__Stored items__
╭──
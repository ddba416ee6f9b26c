//! Reader UI state and input handling.
//!
//! All of the reader's mutable state lives in [`ReaderState`]. Key and mouse
//! events are applied here without touching the terminal, so the whole
//! interaction model is testable.

use super::detail::{DetailView, contains, dialog_area};
use super::feed::arrange;
use super::loader::LoadError;
use super::render::{card_at, detail_max_scroll};
use crate::models::{CategoryFilter, NewsArticle, NewsSnapshot};
use crossterm::event::{KeyCode, KeyEvent, KeyModifiers, MouseButton, MouseEvent, MouseEventKind};
use ratatui::layout::Rect;

#[derive(Debug, Clone, PartialEq, Default)]
pub enum LoadState {
    #[default]
    Loading,
    Loaded(NewsSnapshot),
    Failed(String),
}

/// What the event loop should do after an input.
#[derive(Debug, Clone, Copy, PartialEq, Eq)]
pub enum ReaderAction {
    None,
    Quit,
    Reload,
}

#[derive(Debug, Clone, Default)]
pub struct ReaderState {
    pub load: LoadState,
    pub filter: CategoryFilter,
    /// Index into the arranged list.
    pub cursor: usize,
    pub detail: DetailView,
    /// Bumped on every reload so late results from an older load are dropped.
    pub generation: u64,
    pub spinner_frame: u8,
    /// Terminal size as of the last draw; used for hit-testing and scroll limits.
    pub viewport: Rect,
}

impl ReaderState {
    pub fn new() -> Self {
        Self::default()
    }

    /// Reset everything for a full reload and return the new generation.
    pub fn reload(&mut self) -> u64 {
        let generation = self.generation + 1;
        *self = Self {
            generation,
            viewport: self.viewport,
            ..Self::default()
        };
        generation
    }

    /// Apply a finished load. Results from a superseded generation are ignored.
    pub fn finish_load(&mut self, generation: u64, result: Result<NewsSnapshot, LoadError>) {
        if generation != self.generation {
            return;
        }
        self.load = match result {
            Ok(snapshot) => LoadState::Loaded(snapshot),
            Err(e) => LoadState::Failed(e.to_string()),
        };
    }

    pub fn articles(&self) -> &[NewsArticle] {
        match &self.load {
            LoadState::Loaded(snapshot) => &snapshot.news,
            _ => &[],
        }
    }

    /// The list as currently displayed.
    pub fn visible(&self) -> Vec<&NewsArticle> {
        arrange(self.articles(), self.filter)
    }

    /// The article shown in the detail dialog, if open.
    pub fn open_article(&self) -> Option<&NewsArticle> {
        let id = self.detail.article_id()?;
        self.articles().iter().find(|a| a.id == id)
    }

    pub fn set_filter(&mut self, filter: CategoryFilter) {
        if self.detail.is_open() || self.filter == filter {
            return;
        }
        self.filter = filter;
        self.cursor = 0;
    }

    pub fn move_cursor(&mut self, delta: isize) {
        if self.detail.is_open() {
            return;
        }
        let len = self.visible().len();
        if len == 0 {
            self.cursor = 0;
            return;
        }
        self.cursor = self.cursor.saturating_add_signed(delta).min(len - 1);
    }

    /// Open the focused card.
    pub fn select(&mut self) {
        let cursor = self.cursor;
        let Some(id) = self.visible().get(cursor).map(|a| a.id.clone()) else {
            return;
        };
        self.detail.open(&id, cursor);
    }

    /// Close the dialog and refocus the card it was opened from.
    pub fn close_detail(&mut self) {
        if let Some(focus) = self.detail.close() {
            let len = self.visible().len();
            self.cursor = focus.min(len.saturating_sub(1));
        }
    }

    /// Record the terminal size, pulling the dialog scroll back within range.
    pub fn resize(&mut self, viewport: Rect) {
        self.viewport = viewport;
        self.scroll_detail(0);
    }

    fn scroll_detail(&mut self, delta: i32) {
        let max = self
            .open_article()
            .map_or(0, |a| detail_max_scroll(a, self.viewport));
        self.detail.scroll_by(delta, max);
    }

    pub fn tick(&mut self) {
        self.spinner_frame = self.spinner_frame.wrapping_add(1);
    }

    pub fn handle_key(&mut self, key: KeyEvent) -> ReaderAction {
        if key.modifiers.contains(KeyModifiers::CONTROL) && key.code == KeyCode::Char('c') {
            return ReaderAction::Quit;
        }

        if self.detail.is_open() {
            // The dialog holds focus: nothing reaches the list until it closes.
            match key.code {
                KeyCode::Esc | KeyCode::Char('q') | KeyCode::Char('x') | KeyCode::Backspace => {
                    self.close_detail()
                }
                KeyCode::Down | KeyCode::Char('j') => self.scroll_detail(1),
                KeyCode::Up | KeyCode::Char('k') => self.scroll_detail(-1),
                _ => {}
            }
            return ReaderAction::None;
        }

        match key.code {
            KeyCode::Char('q') | KeyCode::Esc => return ReaderAction::Quit,
            KeyCode::Char('r') if self.load != LoadState::Loading => return ReaderAction::Reload,
            KeyCode::Tab | KeyCode::Right | KeyCode::Char('l') => self.set_filter(self.filter.next()),
            KeyCode::BackTab | KeyCode::Left | KeyCode::Char('h') => {
                self.set_filter(self.filter.prev())
            }
            KeyCode::Char(c @ '1'..='4') => {
                let index = c as usize - '1' as usize;
                self.set_filter(CategoryFilter::TABS[index]);
            }
            KeyCode::Down | KeyCode::Char('j') => self.move_cursor(1),
            KeyCode::Up | KeyCode::Char('k') => self.move_cursor(-1),
            KeyCode::PageDown => self.move_cursor(5),
            KeyCode::PageUp => self.move_cursor(-5),
            KeyCode::Home | KeyCode::Char('g') => self.cursor = 0,
            KeyCode::End | KeyCode::Char('G') => self.move_cursor(isize::MAX),
            KeyCode::Enter | KeyCode::Char(' ') => self.select(),
            _ => {}
        }
        ReaderAction::None
    }

    /// Left clicks: outside the open dialog closes it; on a card opens it.
    pub fn handle_mouse(&mut self, mouse: MouseEvent) {
        if mouse.kind != MouseEventKind::Down(MouseButton::Left) {
            return;
        }
        if self.detail.is_open() {
            if !contains(dialog_area(self.viewport), mouse.column, mouse.row) {
                self.close_detail();
            }
            return;
        }
        let len = self.visible().len();
        if let Some(index) = card_at(self.viewport, mouse.column, mouse.row, self.cursor, len) {
            self.cursor = index;
            self.select();
        }
    }
}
╰──
Look through the records for the string "Rect". Copy every line that has it.

use ratatui::layout::Rect;
    pub viewport: Rect,
    pub fn resize(&mut self, viewport: Rect) {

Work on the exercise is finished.